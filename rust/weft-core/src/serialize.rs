//! Pluggable serialization and lazy deserialization.
//!
//! The core never decodes bytes itself; it carries them in a
//! [`DeserializableValue`] together with the [`Serialization`] that produced
//! them, and decodes on first access. This keeps the hot receive path free of
//! codec work for proxied calls that are forwarded without ever looking at
//! their arguments.

use std::any::Any;
use std::sync::Arc;

use crate::CoreError;

/// An opaque call value.
///
/// Arguments, results, and service objects all travel as `Value`. Cloning a
/// `Value` shares the underlying object by reference, so cloning a request
/// shares its argument values with the clone.
pub type Value = Arc<dyn Any + Send + Sync>;

/// Wrap a concrete value as a [`Value`].
pub fn value_of<T: Any + Send + Sync>(v: T) -> Value {
    Arc::new(v)
}

/// A wire codec, identified by a name and a small numeric id.
///
/// Implementations live outside the core and are resolved by name (or id)
/// through the extension factory. The `*_multi` variants encode and decode a
/// whole argument list as one payload.
pub trait Serialization: Send + Sync {
    /// The codec's numeric id as it appears in wire headers.
    fn serial_num(&self) -> i32;

    fn serialize(&self, value: &Value) -> Result<Vec<u8>, CoreError>;

    fn deserialize(&self, bytes: &[u8]) -> Result<Value, CoreError>;

    fn serialize_multi(&self, values: &[Value]) -> Result<Vec<u8>, CoreError>;

    fn deserialize_multi(&self, bytes: &[u8]) -> Result<Vec<Value>, CoreError>;
}

/// Raw bytes plus the codec that can decode them, read-only after
/// construction.
///
/// A request received from the wire carries its argument payload as a single
/// `DeserializableValue` until someone asks for the real arguments; a
/// response does the same for its result value.
pub struct DeserializableValue {
    serialization: Option<Arc<dyn Serialization>>,
    body: Vec<u8>,
}

impl DeserializableValue {
    pub fn new(serialization: Option<Arc<dyn Serialization>>, body: Vec<u8>) -> Self {
        Self {
            serialization,
            body,
        }
    }

    /// The raw payload bytes.
    pub fn body(&self) -> &[u8] {
        &self.body
    }

    /// Decode the payload as a single value.
    ///
    /// Fails with [`CoreError::MissingSerialization`] when no codec was
    /// attached at construction.
    pub fn deserialize(&self) -> Result<Value, CoreError> {
        match &self.serialization {
            Some(s) => s.deserialize(&self.body),
            None => Err(CoreError::MissingSerialization),
        }
    }

    /// Decode the payload as an argument list.
    pub fn deserialize_multi(&self) -> Result<Vec<Value>, CoreError> {
        match &self.serialization {
            Some(s) => s.deserialize_multi(&self.body),
            None => Err(CoreError::MissingSerialization),
        }
    }
}

#[cfg(test)]
mod tests {
    use super::*;

    #[test]
    fn deserialize_without_codec_fails() {
        let dv = DeserializableValue::new(None, b"payload".to_vec());
        assert!(matches!(
            dv.deserialize(),
            Err(CoreError::MissingSerialization)
        ));
        assert!(matches!(
            dv.deserialize_multi(),
            Err(CoreError::MissingSerialization)
        ));
        assert_eq!(dv.body(), b"payload");
    }

    #[test]
    fn value_downcasts_to_concrete_type() {
        let v = value_of("hello".to_string());
        assert_eq!(
            v.downcast_ref::<String>().map(String::as_str),
            Some("hello")
        );
        assert!(v.downcast_ref::<i64>().is_none());
    }
}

• Work order
Reproduce the records above in their entirety, unchanged.

• Your response
filename rust/weft-core/src/serialize.rs
//! Pluggable serialization and lazy deserialization.
//!
//! The core never decodes bytes itself; it carries them in a
//! [`DeserializableValue`] together with the [`Serialization`] that produced
//! them, and decodes on first access. This keeps the hot receive path free of
//! codec work for proxied calls that are forwarded without ever looking at
//! their arguments.

use std::any::Any;
use std::sync::Arc;

use crate::CoreError;

/// An opaque call value.
///
/// Arguments, results, and service objects all travel as `Value`. Cloning a
/// `Value` shares the underlying object by reference, so cloning a request
/// shares its argument values with the clone.
pub type Value = Arc<dyn Any + Send + Sync>;

/// Wrap a concrete value as a [`Value`].
pub fn value_of<T: Any + Send + Sync>(v: T) -> Value {
    Arc::new(v)
}

/// A wire codec, identified by a name and a small numeric id.
///
/// Implementations live outside the core and are resolved by name (or id)
/// through the extension factory. The `*_multi` variants encode and decode a
/// whole argument list as one payload.
pub trait Serialization: Send + Sync {
    /// The codec's numeric id as it appears in wire headers.
    fn serial_num(&self) -> i32;

    fn serialize(&self, value: &Value) -> Result<Vec<u8>, CoreError>;

    fn deserialize(&self, bytes: &[u8]) -> Result<Value, CoreError>;

    fn serialize_multi(&self, values: &[Value]) -> Result<Vec<u8>, CoreError>;

    fn deserialize_multi(&self, bytes: &[u8]) -> Result<Vec<Value>, CoreError>;
}

/// Raw bytes plus the codec that can decode them, read-only after
/// construction.
///
/// A request received from the wire carries its argument payload as a single
/// `DeserializableValue` until someone asks for the real arguments; a
/// response does the same for its result value.
pub struct DeserializableValue {
    serialization: Option<Arc<dyn Serialization>>,
    body: Vec<u8>,
}

impl DeserializableValue {
    pub fn new(serialization: Option<Arc<dyn Serialization>>, body: Vec<u8>) -> Self {
        Self {
            serialization,
            body,
        }
    }

    /// The raw payload bytes.
    pub fn body(&self) -> &[u8] {
        &self.body
    }

    /// Decode the payload as a single value.
    ///
    /// Fails with [`CoreError::MissingSerialization`] when no codec was
    /// attached at construction.
    pub fn deserialize(&self) -> Result<Value, CoreError> {
        match &self.serialization {
            Some(s) => s.deserialize(&self.body),
            None => Err(CoreError::MissingSerialization),
        }
    }

    /// Decode the payload as an argument list.
    pub fn deserialize_multi(&self) -> Result<Vec<Value>, CoreError> {
        match &self.serialization {
            Some(s) => s.deserialize_multi(&self.body),
            None => Err(CoreError::MissingSerialization),
        }
    }
}

#[cfg(test)]
mod tests {
    use super::*;

    #[test]
    fn deserialize_without_codec_fails() {
        let dv = DeserializableValue::new(None, b"payload".to_vec());
        assert!(matches!(
            dv.deserialize(),
            Err(CoreError::MissingSerialization)
        ));
        assert!(matches!(
            dv.deserialize_multi(),
            Err(CoreError::MissingSerialization)
        ));
        assert_eq!(dv.body(), b"payload");
    }

    #[test]
    fn value_downcasts_to_concrete_type() {
        let v = value_of("hello".to_string());
        assert_eq!(
            v.downcast_ref::<String>().map(String::as_str),
            Some("hello")
        );
        assert!(v.downcast_ref::<i64>().is_none());
    }
}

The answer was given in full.